Pashan lake and the surrounding wetlands used to be a major attraction for bird watching. The legendary Salim Ali was a frequent visitor. Bird counts were regularly taken by the World Wildlife Fund and Ecological Society of Pune. As late as the 1950s, the lake hosted flamingos, storks, nucta ducks and a host of waders. In winter, mornings birds used to come to Pashan and return to the Mula-Mutha river bed (a 1-km stretch between Bund Garden and Koregaon Park) in the evening to roost on islands and rock bunds made by traditional fisherfolk. The lake was created by an ancient dam across Ramnadi, a tributary of the Mula river of Pune city. The ecosystem was an undisturbed habitat for aquatic birds with a full complement of raptors, such as Marsh harriers and Bonellis eagles. The water flowed through an extensive forested tract of babul trees and scrubland on the surrounding hills. Scrubland is often looked upon as wasteland. Just because it does not produce crops and does not yield revenue, does not mean that it has no value. The terrestrial babul thorn forest and scrubland had significant value for rich bird and insect life in the region.
The lake was the source of water to Pashan village. But more important, the wetlands helped retain water during dry periods, thus keeping the water table high and relatively stable. During floods, they reduced flood levels downstream and trapped suspended solids and nutrients in the aquatic system, thereby creating conditions of rich biodiversity. Even in the early 1980s, Pashan was a major wintering site for waterfowl.
There was a precipitous drop in these visitors to the lake between 1989 and 1994. The increased human activity in and around the lake, including washing clothes and bathing cattle, took its toll on the environment. Pune also saw an investment upsurge on the western side of the city in the aftermath of the Mumbai blasts of 1992-93. The upstream debris from construction in the catchment area of Ram nala (originally Ramnadi), 11 km away from the lake, destroyed the natural babul forest. It added to the problem of rapid siltation and reduced the depth and water storage capacity of the lake. As the lake became shallow, the fringe reed beds gave way to Ipomoea (commonly known as the besharam plant, which wipes off everything, growing itself into a thick shrub), which covered about a third of the previous water spread.
The second half of the 1990s saw another major investment boom in Pune, led by the IT Park in Hinjewadi. A number of villages in Bavdhan Khadan, covering an area of a little over 6 sq km on the western side of Pashan, and another collection of villages, covering 8.4 sq km in Baner on the eastern side, were added to the Pune municipal area in 1997. As the housing and construction boom took off just as water and sewerage infrastructure was being laid, Pashan lake and the wetlands were at the receiving end of these developments. The debris from construction activity found its way to the lake and the wetlands.
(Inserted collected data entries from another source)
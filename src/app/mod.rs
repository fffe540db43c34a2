//! Page state shared by the hero and the four content sections

mod about;
mod contact;
mod hero;
mod projects;
mod skills;

use crate::animation::{Easing, Tween};
use crate::assets::ImageStore;
use crate::background::AmbientBackground;
use crate::constants::*;
use crate::contact::ContactForm;
use crate::content::{ABOUT_PRESETS, SKILL_CATEGORIES};
use crate::settings::Settings;
use crate::tabs::TabController;
use crate::theme;
use crate::types::FormField;
use eframe::egui;
use std::path::PathBuf;
use tokio_util::sync::CancellationToken;
use tracing::{debug, info};

// ============================================================================
// APP STATE
// ============================================================================

/// Page sections below the hero, in scroll order
#[derive(Debug, Clone, Copy, PartialEq, Eq)]
pub(crate) enum Section {
    About,
    Skills,
    Projects,
    Contact,
}

impl Section {
    pub(crate) const ALL: [Section; 4] = [
        Section::About,
        Section::Skills,
        Section::Projects,
        Section::Contact,
    ];
}

/// When each section first came on screen. Drives the one-shot fade-ups.
#[derive(Debug, Default)]
pub(crate) struct SectionReveals {
    seen: [Option<f64>; 4],
}

impl SectionReveals {
    /// Record a sighting of `section`, laid out this frame at `rect`.
    /// Any overlap with the visible area counts, so a section entered from
    /// below or jumped into by the scrollbar is revealed as well.
    pub(crate) fn observe(
        &mut self,
        ui: &egui::Ui,
        section: Section,
        rect: egui::Rect,
        now: f64,
    ) -> Option<f64> {
        let slot = &mut self.seen[section as usize];
        if slot.is_none() && ui.is_rect_visible(rect) {
            debug!(?section, "Section revealed");
            *slot = Some(now);
        }
        *slot
    }

    pub(crate) fn seen(&self, section: Section) -> Option<f64> {
        self.seen[section as usize]
    }

    /// Fade-up progress, 0 until the section has been on screen
    pub(crate) fn progress(&self, section: Section, now: f64) -> f32 {
        self.seen(section).map_or(0.0, |t| {
            Tween::new(t, SECTION_REVEAL_SECS, Easing::EaseOut).progress(now)
        })
    }

    /// True only while a seen section is still fading in.
    pub(crate) fn is_animating(&self, section: Section, now: f64) -> bool {
        self.seen(section).is_some() && self.progress(section, now) < 1.0
    }
}

pub struct App {
    pub(crate) settings: Settings,
    pub(crate) data_dir: PathBuf,
    // Form delivery
    pub(crate) runtime: tokio::runtime::Runtime,
    pub(crate) http: reqwest::Client,
    pub(crate) cancel_token: CancellationToken,
    // Hero
    pub(crate) background: Option<AmbientBackground>,
    // About / Skills
    pub(crate) about_tabs: TabController,
    pub(crate) skill_tabs: TabController,
    pub(crate) hovered_skill: Option<usize>,
    // Projects
    pub(crate) hovered_project: Option<usize>,
    pub(crate) selected_project: Option<usize>,
    // Contact
    pub(crate) contact: ContactForm,
    pub(crate) contact_missing: Vec<FormField>,
    // Assets
    pub(crate) images: ImageStore,
    /// egui time of the first frame; drives the hero intro
    pub(crate) started_at: f64,
    pub(crate) reveals: SectionReveals,
    // Window
    pub(crate) window_pos: Option<egui::Pos2>,
    pub(crate) window_size: Option<egui::Vec2>,
    pub(crate) needs_center: bool,
}

// ============================================================================
// APP INITIALIZATION & HELPERS
// ============================================================================

impl App {
    pub fn new(
        cc: &eframe::CreationContext<'_>,
        settings: Settings,
        data_dir: PathBuf,
        runtime: tokio::runtime::Runtime,
    ) -> Self {
        // Force dark theme
        cc.egui_ctx.set_theme(egui::Theme::Dark);

        let mut fonts = egui::FontDefinitions::default();
        egui_phosphor::add_to_fonts(&mut fonts, egui_phosphor::Variant::Regular);
        cc.egui_ctx.set_fonts(fonts);

        theme::apply_visuals(&cc.egui_ctx);

        let now = cc.egui_ctx.input(|i| i.time);
        let surface = cc.egui_ctx.screen_rect().size();

        let background = if settings.show_background {
            Some(AmbientBackground::activate(
                settings.shape_count,
                surface,
                now,
                &mut rand::rng(),
            ))
        } else {
            debug!("Ambient background disabled in settings");
            None
        };

        let http = reqwest::Client::builder()
            .user_agent(format!("PortfolioShowcase/{}", APP_VERSION))
            .build()
            .unwrap_or_default();

        let images = ImageStore::new(settings.assets_dir_or_default());
        let contact = ContactForm::new(settings.submit_reset_delay());

        info!(
            shapes = background.as_ref().map_or(0, |b| b.shapes().len()),
            endpoint = %settings.form_endpoint,
            "Portfolio initialized"
        );

        Self {
            settings,
            data_dir,
            runtime,
            http,
            cancel_token: CancellationToken::new(),
            background,
            about_tabs: TabController::with_presets(&ABOUT_PRESETS),
            skill_tabs: TabController::new(SKILL_CATEGORIES.len()),
            hovered_skill: None,
            hovered_project: None,
            selected_project: None,
            contact,
            contact_missing: Vec::new(),
            images,
            started_at: now,
            reveals: SectionReveals::default(),
            window_pos: None,
            window_size: None,
            needs_center: false,
        }
    }

    pub fn save_settings(&self) {
        let settings = Settings {
            window_x: self.window_pos.map(|p| p.x),
            window_y: self.window_pos.map(|p| p.y),
            window_w: self.window_size.map(|s| s.x),
            window_h: self.window_size.map(|s| s.y),
            ..self.settings.clone()
        };
        settings.save(&self.data_dir);
    }

    /// Seconds since the first frame
    pub(crate) fn elapsed(&self, now: f64) -> f64 {
        (now - self.started_at).max(0.0)
    }

    /// Stop everything that could still touch the view after it is gone.
    pub(crate) fn teardown(&mut self) {
        if let Some(background) = self.background.as_mut() {
            background.deactivate();
        }
        self.contact.teardown();
        self.cancel_token.cancel();
    }
}

#[cfg(test)]
mod tests {
    use super::*;

    /// Observe `rect` in one headless frame whose visible area is `clip`.
    fn sighting(
        reveals: &mut SectionReveals,
        section: Section,
        rect: egui::Rect,
        clip: egui::Rect,
        now: f64,
    ) -> Option<f64> {
        let ctx = egui::Context::default();
        let mut seen = None;
        let _ = ctx.run(egui::RawInput::default(), |ctx| {
            egui::CentralPanel::default().show(ctx, |ui| {
                ui.set_clip_rect(clip);
                seen = reveals.observe(ui, section, rect, now);
            });
        });
        seen
    }

    fn rect(top: f32, bottom: f32) -> egui::Rect {
        egui::Rect::from_min_max(egui::pos2(0.0, top), egui::pos2(800.0, bottom))
    }

    #[test]
    fn unseen_section_is_hidden_and_idle() {
        let reveals = SectionReveals::default();
        for section in Section::ALL {
            assert_eq!(reveals.seen(section), None);
            assert_eq!(reveals.progress(section, 100.0), 0.0);
            assert!(!reveals.is_animating(section, 100.0));
        }
    }

    #[test]
    fn section_entered_from_below_is_revealed() {
        let mut reveals = SectionReveals::default();
        let view = rect(0.0, 600.0);

        // Scrolled past: the section sits entirely above the view
        assert_eq!(sighting(&mut reveals, Section::Skills, rect(-2400.0, -1200.0), view, 1.0), None);

        // Scrolling back up brings its lower half in while its top is still off screen
        let seen = sighting(&mut reveals, Section::Skills, rect(-700.0, 500.0), view, 2.0);
        assert_eq!(seen, Some(2.0));
        assert!(reveals.is_animating(Section::Skills, 2.0));
        assert_eq!(reveals.seen(Section::Projects), None);
    }

    #[test]
    fn first_sighting_is_kept_and_fade_completes() {
        let mut reveals = SectionReveals::default();
        let view = rect(0.0, 600.0);
        sighting(&mut reveals, Section::Contact, rect(550.0, 1400.0), view, 3.0);
        sighting(&mut reveals, Section::Contact, rect(0.0, 850.0), view, 9.0);

        assert_eq!(reveals.seen(Section::Contact), Some(3.0));
        let done = 3.0 + SECTION_REVEAL_SECS as f64;
        assert_eq!(reveals.progress(Section::Contact, done), 1.0);
        assert!(!reveals.is_animating(Section::Contact, done));
    }
}
pub const PROCESS_STEPS: [ProcessStep; 4] = [
    ProcessStep {
        icon: icons::MAGNIFYING_GLASS,
        title: "Research",
        description: "Understanding user needs and market requirements",
        accent: Accent::Purple,
    },
    ProcessStep {
        icon: icons::STACK,
        title: "Ideation",
        description: "Brainstorming and conceptualizing solutions",
        accent: Accent::Blue,
    },
    ProcessStep {
        icon: icons::DEVICE_MOBILE,
        title: "Prototyping",
        description: "Creating interactive mockups and wireframes",
        accent: Accent::Green,
    },
    ProcessStep {
        icon: icons::CHART_BAR,
        title: "Testing",
        description: "Validating designs through user feedback",
        accent: Accent::Pink,
    },
];

// ============================================================================
// PROJECTS
// ============================================================================

pub const PROJECTS_INTRO: &str = "A selection of product and web design work, from research and \
wireframes through to tested high-fidelity interfaces.";

pub struct Project {
    pub id: u32,
    pub title: &'static str,
    pub category: &'static str,
    pub description: &'static str,
    pub image: &'static str,
    pub tags: &'static [&'static str],
    pub accent: Accent,
    pub problem_statement: &'static str,
    pub design_process: &'static [&'static str],
    pub key_features: &'static [&'static str],
    pub wireframes: &'static [&'static str],
    pub final_ui: &'static [&'static str],
    pub results: &'static str,
}

pub static PROJECTS: [Project; 4] = [
    Project {
        id: 1,
        title: "Wallpaper Download App Design",
        category: "Mobile App Design",
        description: "A fast, aesthetic, and intuitive wallpaper browsing experience",
        image: "/wallpaper.jpeg",
        tags: &["Mobile UI", "Visual Design", "User Experience"],
        accent: Accent::Pink,
        problem_statement: "Existing wallpaper apps are cluttered and slow, making it hard to discover and \
preview wallpapers. The goal was to design a fast, aesthetic, and intuitive browsing experience.",
        design_process: &[
            "Analyzed competitor apps and UX flaws",
            "Built wireframes for browsing, preview, and download flow",
            "Designed vibrant, minimal high-fidelity UI",
            "Conducted usability tests and refined previews and favorites",
        ],
        key_features: &[
            "Organized categories and search filters",
            "Wallpaper preview on lock/home screen",
            "Favorites for saving wallpapers",
            "One-tap download and apply",
        ],
        wireframes: &["/Wallpaper Wireframe.jpeg", "/Wallpaper Wireframe.jpeg"],
        final_ui: &["/wallpaper.jpeg", "/wallpaper.jpeg"],
        results: "40% faster browsing with improved navigation. Preview feature increased user \
satisfaction. Positive usability feedback: 'clean' and 'easy to use.'",
    },
    Project {
        id: 2,
        title: "Perfume Web Page Design",
        category: "E-commerce Web Design",
        description: "Luxurious, visually immersive web page to showcase perfumes and drive sales",
        image: "/Perfum.jpeg",
        tags: &["E-commerce", "Luxury Brand", "Web Design"],
        accent: Accent::Blue,
        problem_statement: "The client needed a luxurious, visually immersive web page to showcase \
perfumes and drive sales.",
        design_process: &[
            "Studied luxury e-commerce design patterns",
            "Wireframed core sections: hero, collections, scent profiles",
            "Applied elegant typography, high-quality visuals, and refined layouts",
            "Tested navigation clarity and brand storytelling",
        ],
        key_features: &[
            "Hero banner with brand storytelling",
            "High-quality product images",
            "Scent descriptions with emotional appeal",
            "Responsive design across devices",
        ],
        wireframes: &["/Perfum Wireframe.jpeg", "/Perfum Wireframe.jpeg"],
        final_ui: &["/Perfum.jpeg", "/Perfum.jpeg"],
        results: "35% increase in time spent on site during testing. Improved navigation boosted \
browsing flow. Well-received by the client for brand alignment.",
    },
    Project {
        id: 3,
        title: "Bus App & Payment Gateway Design",
        category: "Mobile App Design",
        description: "Seamless bus booking app with integrated payment solutions",
        image: "/Bus Booking .jpeg",
        tags: &["Transportation", "Payment Integration", "Mobile UX"],
        accent: Accent::Green,
        problem_statement: "Commuters face issues with slow booking, lack of live updates, and limited \
payments. The goal was to create a seamless bus booking app with integrated payment solutions.",
        design_process: &[
            "Researched commuter needs and pain points",
            "Sketched booking, seat selection, and payment flows",
            "Created intuitive UI with route highlights and clear CTAs",
            "Tested booking flow and payment steps with users",
        ],
        key_features: &[
            "Real-time bus tracking with live maps",
            "Interactive seat reservation",
            "Multiple payment options (cards, UPI, wallets)",
            "Digital QR tickets for contactless boarding",
        ],
        wireframes: &["/Bus Booking Wireframe .jpeg", "/Bus Booking Wireframe .jpeg"],
        final_ui: &["/Bus Booking .jpeg", "/Bus Booking .jpeg"],
        results: "Booking time reduced from 5 minutes to <2 minutes. Payment gateway improved checkout \
speed by 40%. Testers praised clarity and convenience.",
    },
    Project {
        id: 4,
        title: "Journal App UI/UX",
        category: "Mobile App Design",
        description: "Digital journaling tool with motivation and secure features",
        image: "/Journal.png",
        tags: &["Personal Productivity", "Security", "Wellness"],
        accent: Accent::Orange,
        problem_statement: "People struggle to journal regularly due to lack of motivation, inspiration, \
and secure digital tools.",
        design_process: &[
            "Explored user needs for daily reflection",
            "Designed wireframes for entries, mood tracking, and progress",
            "Developed calming, minimal UI for focus",
            "Tested reminders, cloud sync, and export features",
        ],
        key_features: &[
            "Guided daily prompts and quick entry option",
            "Mood tracking with emotion tags",
            "Calendar view and progress visualization",
            "Cloud sync with encryption and biometric login",
            "Export to PDF for sharing",
        ],
        wireframes: &["/Journal Wireframe.jpeg", "/Journal Wireframe.jpeg"],
        final_ui: &["/Journal.png", "/Journal.png"],
        results: "Journaling consistency increased by 60% among testers. Users found patterns via mood \
tracking. Lightweight UI made journaling a quick 2-minute habit. Positive reviews for simplicity and security.",
    },
];

// ============================================================================
// CONTACT
// ============================================================================

pub const CONTACT_INTRO: &str = "I'm always open to new opportunities, collaborations, and interesting \
conversations. Feel free to reach out!";

pub struct ContactMethod {
    pub icon: &'static str,
    pub title: &'static str,
    pub value: &'static str,
    pub link: Option<&'static str>,
    pub accent: Accent,
}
With the deteriorating conditions at the lake, the movement of local birds stopped, and the region turned into only a halting or roosting site for a few migratory birds. Raptors (birds of prey that sit at the apex of the food pyramid) such as Marsh harriers, once common in Pashan, became only occasional visitors. As the mud banks were lost, waders dependent on gradually tapering water levels at the periphery also abandoned the region.
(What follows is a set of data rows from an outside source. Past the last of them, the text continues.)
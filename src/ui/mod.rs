//! UI module - shared widgets and painters used by the page sections

pub mod components;
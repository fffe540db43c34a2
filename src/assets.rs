//! Static image assets with a single fallback
//!
//! Each reference is decoded at most once. A reference that fails is swapped
//! for `FALLBACK_IMAGE` and never retried; the fallback itself is decoded at
//! most once and shared.

use crate::constants::FALLBACK_IMAGE;
use crate::utils::asset_relative;
use eframe::egui;
use std::collections::HashMap;
use std::path::{Path, PathBuf};
use tracing::{debug, warn};

/// What a reference ended up showing.
#[derive(Debug, Clone)]
pub struct Slot<T> {
    /// Either the reference itself or `FALLBACK_IMAGE`
    pub shown: String,
    /// `None` when even the fallback is unavailable
    pub image: Option<T>,
}

pub struct ImageCache<T> {
    slots: HashMap<String, Slot<T>>,
    fallback: Option<Option<T>>,
}

impl<T: Clone> Default for ImageCache<T> {
    fn default() -> Self {
        Self {
            slots: HashMap::new(),
            fallback: None,
        }
    }
}

impl<T: Clone> ImageCache<T> {
    pub fn resolve<E: std::fmt::Display>(
        &mut self,
        reference: &str,
        mut load: impl FnMut(&str) -> Result<T, E>,
    ) -> &Slot<T> {
        if !self.slots.contains_key(reference) {
            let slot = match load(reference) {
                Ok(image) => Slot {
                    shown: reference.to_string(),
                    image: Some(image),
                },
                Err(e) => {
                    warn!(reference, error = %e, "Image failed to load, using fallback");
                    let image = self
                        .fallback
                        .get_or_insert_with(|| match load(FALLBACK_IMAGE) {
                            Ok(image) => Some(image),
                            Err(e) => {
                                warn!(error = %e, "Fallback image unavailable");
                                None
                            }
                        })
                        .clone();
                    Slot {
                        shown: FALLBACK_IMAGE.to_string(),
                        image,
                    }
                }
            };
            self.slots.insert(reference.to_string(), slot);
        }
        &self.slots[reference]
    }

    #[cfg(test)]
    pub fn len(&self) -> usize {
        self.slots.len()
    }
}

/// Textures decoded from the assets directory.
pub struct ImageStore {
    root: PathBuf,
    cache: ImageCache<egui::TextureHandle>,
}

impl ImageStore {
    pub fn new(root: PathBuf) -> Self {
        debug!(root = %root.display(), "Image store ready");
        Self {
            root,
            cache: ImageCache::default(),
        }
    }

    pub fn texture(&mut self, ctx: &egui::Context, reference: &str) -> Option<egui::TextureHandle> {
        let root = &self.root;
        self.cache
            .resolve(reference, |path| load_texture(ctx, root, path))
            .image
            .clone()
    }
}

fn load_texture(
    ctx: &egui::Context,
    root: &Path,
    reference: &str,
) -> Result<egui::TextureHandle, image::ImageError> {
    let img = image::open(root.join(asset_relative(reference)))?;
    let rgba = img.to_rgba8();
    let size = [rgba.width() as usize, rgba.height() as usize];
    let pixels = rgba.into_raw();
    Ok(ctx.load_texture(
        reference,
        egui::ColorImage::from_rgba_unmultiplied(size, &pixels),
        egui::TextureOptions::LINEAR,
    ))
}

#[cfg(test)]
mod tests {
    use super::*;
    use std::collections::HashMap;

    /// Loader that knows a fixed set of paths and counts every attempt.
    struct FakeDisk {
        present: Vec<&'static str>,
        attempts: HashMap<String, usize>,
    }

    impl FakeDisk {
        fn new(present: &[&'static str]) -> Self {
            Self {
                present: present.to_vec(),
                attempts: HashMap::new(),
            }
        }

        fn load(&mut self, path: &str) -> Result<String, String> {
            *self.attempts.entry(path.to_string()).or_default() += 1;
            if self.present.iter().any(|p| *p == path) {
                Ok(format!("pixels of {path}"))
            } else {
                Err(format!("{path}: not found"))
            }
        }

        fn attempts(&self, path: &str) -> usize {
            self.attempts.get(path).copied().unwrap_or(0)
        }
    }

    #[test]
    fn present_image_loads_once() {
        let mut disk = FakeDisk::new(&["/Me.jpeg"]);
        let mut cache = ImageCache::default();
        for _ in 0..3 {
            let slot = cache.resolve("/Me.jpeg", |p| disk.load(p));
            assert_eq!(slot.shown, "/Me.jpeg");
            assert_eq!(slot.image.as_deref(), Some("pixels of /Me.jpeg"));
        }
        assert_eq!(disk.attempts("/Me.jpeg"), 1);
    }

    #[test]
    fn failing_reference_uses_fallback_exactly_once() {
        let mut disk = FakeDisk::new(&[FALLBACK_IMAGE]);
        let mut cache = ImageCache::default();
        for _ in 0..5 {
            let slot = cache.resolve("/Journal.png", |p| disk.load(p));
            assert_eq!(slot.shown, FALLBACK_IMAGE);
            assert!(slot.image.is_some());
        }
        assert_eq!(disk.attempts("/Journal.png"), 1);
        assert_eq!(disk.attempts(FALLBACK_IMAGE), 1);
    }

    #[test]
    fn fallback_is_shared_between_references() {
        let mut disk = FakeDisk::new(&[FALLBACK_IMAGE]);
        let mut cache = ImageCache::default();
        cache.resolve("/a.jpeg", |p| disk.load(p));
        cache.resolve("/b.jpeg", |p| disk.load(p));
        assert_eq!(disk.attempts(FALLBACK_IMAGE), 1);
        assert_eq!(cache.len(), 2);
    }

    #[test]
    fn missing_fallback_degrades_to_placeholder_without_retry() {
        let mut disk = FakeDisk::new(&[]);
        let mut cache = ImageCache::default();
        for _ in 0..3 {
            let slot = cache.resolve("/Perfum.jpeg", |p| disk.load(p));
            assert_eq!(slot.shown, FALLBACK_IMAGE);
            assert!(slot.image.is_none());
        }
        assert_eq!(disk.attempts("/Perfum.jpeg"), 1);
        assert_eq!(disk.attempts(FALLBACK_IMAGE), 1);
    }
}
It was then that the PMC turned its attention to Pashan to undo the damage. The lake was fully drained in May 2005 with a view to dredging and removing the silt. Recognising the need for scientific inputs, BVIEER was requested in 2006 to prepare a full-fledged eco-restoration project for Pashan. At a total cost of R16.7 crore, the project was sanctioned under the JNNURM in 2006, and the contract for implementation was given to a private company, NERIL, based on competitive bidding. The government of India contributed 50% of the funds, the government of Maharashtra 20%, and the PMC, 30%. The project has been completed in six years with a close partnership in continuous monitoring of progress by the PMC and BVIEER. As Mahesh Pathak, municipal commissioner, Pune put it, this project is a good showcase of partnership between experts and municipal authorities.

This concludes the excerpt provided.